Extracted data –
//
// Copyright (c) 2024, 2025 Oracle and/or its affiliates. All rights reserved.
//
// Licensed under the Universal Permissive License v 1.0 as shown at
//  https://oss.oracle.com/licenses/upl/
//
//! ArangoDB Rust Driver
//!
//! This is a Rust client for the result-producing operations of an ArangoDB
//! database: reading, creating, updating and deleting documents in bulk, and
//! running AQL queries whose results are paged in from a server-side cursor.
//!
//! This driver supplies and uses Rust `async` methods throughout, using the [tokio](https://crates.io/crates/tokio) runtime. There is currently no blocking support.
//!
//! The general flow for an application is:
//! - Create a [`HandleBuilder`] with all needed parameters
//! - Create a [`Handle`] from the [`HandleBuilder`] that will be used throughout the application, across all threads
//! - Interact with the database using the [`Handle`] and Request structs such as [`ReadDocumentsRequest`], [`DeleteDocumentsRequest`], [`QueryRequest`], etc.
//!
//! Every request produces one of two result streams:
//! - A [`BatchResultStream`] for bulk document operations. It is fully
//!   materialized from one response, yields one [`ResultEntry`] per input in
//!   input order, and reports per-document failures inline instead of failing
//!   the whole call.
//! - A [`Cursor`] for queries. It holds one batch at a time and fetches the
//!   next batch from the server only when the current one is drained.
//!
//! Both end with an error of code
//! [`NoMoreDocuments`](DriverErrorCode::NoMoreDocuments), which
//! [`DriverError::is_no_more_documents()`] tests for.
//!
//! ## Simple Example
//! The following code creates a [`Handle`] from values in the current environment and then reads a few documents by key.
//! ```no_run
//! use arangodb_rust_driver::{Handle, ReadDocumentsRequest};
//! use std::error::Error;
//!
//! #[tokio::main]
//! async fn main() -> Result<(), Box<dyn Error>> {
//!     let handle = Handle::builder()
//! #       .endpoint("http://localhost:8529")?
//!         .from_environment()?
//!         .build().await?;
//!     let mut results = ReadDocumentsRequest::new("users")
//!         .keys(&["alice", "bob", "carol"])
//!         .execute(&handle)
//!         .await?;
//!     while let Ok(entry) = results.read_next() {
//!         if entry.is_not_found() {
//!             println!("missing");
//!         } else {
//!             println!("{} = {:?}", entry.key(), entry.document());
//!         }
//!     }
//!     Ok(())
//! }
//! ```
//!
//! ## Queries
//!
//! ```no_run
//! use arangodb_rust_driver::{Handle, QueryRequest};
//! # async fn run() -> Result<(), Box<dyn std::error::Error>> {
//! # let handle = Handle::builder().from_environment()?.build().await?;
//! let mut cursor = QueryRequest::new("FOR d IN @@col SORT d._key RETURN d")
//!     .bind_var("@col", "users")?
//!     .batch_size(500)
//!     .optimizer_rules(&["-all", "+use-indexes"])?
//!     .execute(&handle)
//!     .await?;
//! loop {
//!     match cursor.read_next().await {
//!         Ok(entry) => println!("{:?}", entry.document()),
//!         Err(e) if e.is_no_more_documents() => break,
//!         Err(e) => return Err(e.into()),
//!     }
//! }
//! println!("{} round trips", cursor.round_trips());
//! # Ok(())
//! # }
//! ```
//!
//! A query can be restricted to some shards of a clustered collection with
//! [`QueryRequest::shard_ids()`] or a [`ShardRouter`]. [`ShardsRequest`]
//! returns the collection's shard map, and [`ShardRouter::per_shard()`] turns
//! it into one router per shard so a large collection can be read shard by
//! shard.
//!
//! ## Configuring the driver
//!
//! The [`HandleBuilder`] takes its settings from method calls, from a config
//! file, or from the environment:
//!
//! ```no_run
//! # use arangodb_rust_driver::Handle;
//! # use std::time::Duration;
//! # async fn run() -> Result<(), Box<dyn std::error::Error>> {
//!     let handle = Handle::builder()
//!         .endpoint("https://db.example.com:8529")?
//!         .database("shop")?
//!         .basic_auth("app", "secret")?
//!         .add_cert_from_pemfile("~/certs/ca.pem")?
//!         .timeout(Duration::from_secs(10))?
//!         .build().await?;
//! # Ok(())
//! # }
//! ```
//!
//! A config file is an INI file with one section per profile:
//!
//! ```ini
//! [DEFAULT]
//! endpoint=http://localhost:8529
//! database=_system
//! username=root
//! password=<password>
//! timeout_ms=20000
//! ```
//!
//! See [`HandleBuilder::from_config_file()`] and
//! [`HandleBuilder::from_environment()`] for the recognized keys and
//! environment variables.
//!
//! ## Logging
//!
//! The driver logs through [tracing](https://crates.io/crates/tracing). It
//! does not install a subscriber; applications that want output should set
//! one up, for example with `tracing-subscriber` and `RUST_LOG=debug`.
//!
//! ## License
//!
//! Copyright (C) 2024, 2025 Oracle and/or its affiliates. All rights reserved.
//!
//! This driver is licensed under the Universal Permissive License 1.0. See
//! LICENSE.txt for details.
//!

pub(crate) mod batch_stream;
pub use crate::batch_stream::BatchResultStream;

pub(crate) mod config_file;
pub(crate) mod create_request;
pub use crate::create_request::{CreateDocumentsRequest, OverwriteMode};

pub(crate) mod cursor;
pub use crate::cursor::{Cursor, CursorState};

pub(crate) mod delete_request;
pub use crate::delete_request::{DeleteDocumentRequest, DeleteDocumentsRequest};

pub(crate) mod error;
pub use crate::error::{DriverError, DriverErrorCode, ErrorNum};

pub(crate) mod handle;
pub use crate::handle::Handle;

pub(crate) mod handle_builder;
pub use crate::handle_builder::HandleBuilder;

pub(crate) mod optimizer;
pub use crate::optimizer::{OptimizerRules, RuleInfo, RuleToggle, ALL_RULES};

pub(crate) mod query_request;
pub use crate::query_request::QueryRequest;

pub(crate) mod read_request;
pub use crate::read_request::{ReadDocumentRequest, ReadDocumentsRequest};

pub(crate) mod response;
pub(crate) mod shard_router;
pub use crate::shard_router::ShardRouter;

#[cfg(test)]
pub(crate) mod shard_tests;
pub(crate) mod shards_request;
pub use crate::shards_request::{ReplicationFactor, ShardsRequest, ShardsResult};

#[cfg(test)]
pub(crate) mod test_server;
pub(crate) mod transport;
pub use crate::transport::{RawResponse, Request, RequestBuilder, Transport};

pub mod types;
pub use crate::types::{
    CursorStats, DocumentMeta, EntryStatus, ItemError, QueryPlan, ResultEntry, ServerId, ShardId,
};

pub(crate) mod update_request;
pub use crate::update_request::UpdateDocumentsRequest;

Task to carry out –
If a line holds the string "database", it counts; please state how many such lines there are in the data, with nothing more.

Output below –
4